I suppose it just seemed a bit obvious. Halfway through, I was looking for something else to do, as a distraction from the movie. I clock-watched.
Incidentally, I was watching the English dub. I'd have preferred the French original, but the English dub is worth a spin too. Michael Gambon, Michael York, John Hurt, Rik Mayall... I can't pretend I spotted everyone, but Mayall obviously stood out a mile (in a good way) and I thought I recognised York too. I was happy, which is saying quite a lot for an English-language dub.
The plot's about monkeys, but you knew that. A long time ago, there was a terrible flood and the monkeys split into two tribes, one in the treetops and the other on the ground. Naturally, each believes the other to be demons and savages. The treetop Woonkos are recognisably monkey-like and have a primitive social structure, which basically has a grumpy village elder telling everyone to fear the ground-dwellers. Unfortunately they also sound like Californian surfer dudes and say things like "shut up, bro". I wanted the lead character (Matt Hill) to die.
Then there are the ground-dwelling Lankoos, who in contrast sound teddibly, teddibly English. It's not all Shakespearian vowels, either. The voice cast are doing a grand tour, covering a bizarre spread of geographical regions and social classes. It's, um, interesting. I stopped noticing it after a while, though. The Lankoos are far more civilised than the Woonkos and have architecture, politics, books, machinery, mathematics, education and a monarchy. They've built a city. I'd guess their tech level is that of about a century ago, but they have some odd holes in their worldview because the movie's determined to make each side equally superstitious underneath. They live next to a massive lake, but they think it's evil because of the flood all those generations ago and so they don't use its water for drinking, swimming, fishing or sailing boats across. They don't go near it. Instead they only drink rainwater. Similarly they've never heard of snow (even though the Woonkos have) and they don't understand the phenomenon of a lake freezing over.
They also have a social taboo about covering their ears, unlike the Woonkos. Matt Hill (Woonko) ends up living with the Lankoos and occasionally shocking them with his ear-nudity, yet no one asks him to wear a hat and he never requests one.

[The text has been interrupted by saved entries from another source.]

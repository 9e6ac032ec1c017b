//! Request identity keys.

use sha2::{Digest, Sha256};

/// Compute the storage key for a request identity.
///
/// The method is upper-cased so `get` and `GET` share an entry.
pub fn compute_request_key(method: &str, url: &str) -> String {
    let mut hasher = Sha256::new();
    hasher.update(method.to_ascii_uppercase().as_bytes());
    hasher.update(b"\n");
    hasher.update(url.as_bytes());
    hex::encode(hasher.finalize())
}
//! Cache inspection tools.
//!
//! - `cache_keys`: list stores with their entry counts
//! - `cache_get`: read back one stored entry

pub mod get;
pub mod keys;
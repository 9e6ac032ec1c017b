//! Cache-first and network-first strategies.
//!
//! Storage trouble never fails a request that something else can still
//! answer: a failed lookup counts as a miss and a failed write-back only
//! costs the cached copy.

use offline_core::{AgentRequest, AgentResponse, CacheHandle, Destination, Error};

use super::offline::OfflinePage;
use crate::fetch::Network;

/// Serve from `store` when present, otherwise fetch and keep an OK copy there.
pub async fn cache_first(
    request: &AgentRequest, store: &CacheHandle, network: &dyn Network,
) -> Result<AgentResponse, Error> {
    if let Some(cached) = lookup(store, request).await {
        tracing::debug!(cache = store.name(), "cache hit for {}", request.url);
        return Ok(cached);
    }

    tracing::debug!(cache = store.name(), "cache miss for {}", request.url);

    let response = network.fetch(request).await.map_err(|e| {
        tracing::debug!("cache-first fetch failed for {}: {}", request.url, e);
        Error::OfflineNotCached(request.url.to_string())
    })?;

    if response.is_ok() {
        write_back(store, request, &response).await;
    }

    Ok(response)
}

/// Fetch first and keep an OK copy in `store`. When the network fails, answer
/// from `store`, then from each of `fallbacks`, then with the offline page
/// for navigations.
pub async fn network_first(
    request: &AgentRequest, store: &CacheHandle, fallbacks: &[&CacheHandle], network: &dyn Network,
    offline_page: &OfflinePage,
) -> Result<AgentResponse, Error> {
    let err = match network.fetch(request).await {
        Ok(response) => {
            if response.is_ok() {
                write_back(store, request, &response).await;
            }
            return Ok(response);
        }
        Err(err) => err,
    };

    tracing::debug!("network-first fetch failed for {}: {}", request.url, err);

    for handle in std::iter::once(store).chain(fallbacks.iter().copied()) {
        if let Some(cached) = lookup(handle, request).await {
            tracing::debug!(cache = handle.name(), "serving stored copy of {}", request.url);
            return Ok(cached);
        }
    }

    if request.destination == Destination::Document {
        tracing::info!("serving offline page for {}", request.url);
        return Ok(offline_page.render(request.url.as_str()));
    }

    Err(Error::Offline(request.url.to_string()))
}

async fn lookup(store: &CacheHandle, request: &AgentRequest) -> Option<AgentResponse> {
    match store.lookup(request).await {
        Ok(found) => found,
        Err(e) => {
            tracing::warn!(cache = store.name(), "lookup failed for {}: {}", request.url, e);
            None
        }
    }
}

async fn write_back(store: &CacheHandle, request: &AgentRequest, response: &AgentResponse) {
    if let Err(e) = store.put(request, response).await {
        tracing::warn!(cache = store.name(), "failed to store {}: {}", request.url, e);
    }
}
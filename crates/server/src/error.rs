//! Structured errors for tool parameter handling.

use rmcp::model::{ErrorCode, ErrorData as McpError};

/// Errors raised before a tool reaches the agent.
#[derive(Debug, thiserror::Error)]
pub enum ToolError {
    /// Invalid input parameters (e.g., empty URL).
    #[error("INVALID_INPUT: {0}")]
    InvalidInput(String),

    /// The output could not be serialized.
    #[error("OUTPUT_FAILED: {0}")]
    OutputFailed(String),
}

impl From<ToolError> for McpError {
    fn from(err: ToolError) -> Self {
        let (code, message) = match &err {
            ToolError::InvalidInput(msg) => (-32602, msg.clone()),
            ToolError::OutputFailed(msg) => (-32603, msg.clone()),
        };

        McpError { code: ErrorCode(code), message: message.into(), data: None }
    }
}

impl From<serde_json::Error> for ToolError {
    fn from(err: serde_json::Error) -> Self {
        ToolError::OutputFailed(err.to_string())
    }
}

It's all a bit worthy. The movie doesn't club you over the head with its moral, but that's only because it's not really doing anything of anything. The villain (Hurt) doesn't really do anything. He hangs around evilly, then tries to step in when the king (York) causes a power vacuum by deciding to lead many tons of men, horses and machinery out across a frozen lake. "That's a lot of weight," I thought. "Not a clever king."
It doesn't feel Disneyfied while you're watching it, but that's mostly thanks to the voice cast. Frankly I think I'd have preferred the material with a more honestly kiddified approach. The moral's so heavy-handed that it didn't work for me as an adult-friendly film. Disney could have done this with no changes. It has songs. These are rubbish, straining too hard with their presumably translated lyrics. It has a lame "Saturday morning cartoon hour" comeuppance for its villains, although I liked the bit where someone's fed their own poison. The movie immediately takes fright and tries to reassure us in dialogue that this person won't die, but I'm not so sure. The poison had been originally intended as a lethal dose, while I don't know how far we can trust the medical judgement of a monkey.
It looks good, though. I loved the watercolour backgrounds.
Further oddity: it's written by Norman Hudis. Yes, him. The Carry On bloke from the 1950s, by this point well into his seventies.
This just didn't grab me. Maybe I was in the wrong mood? It doesn't do much that's obviously wrong, but the storyline contains almost nothing that's dramatic or surprising. The romantic subplot is formulaic. I didn't quite believe in its set-up. It's never even mean-spirited, which would have been an improvement. Instead it's earnest and vanilla... except arguably in York's characterisation. He's well-meaning and idealistic, but patronising and in the end suicidally stupid. Rik Mayall occasionally amused me, though.
"I've done something useless! Does that make me civilised?"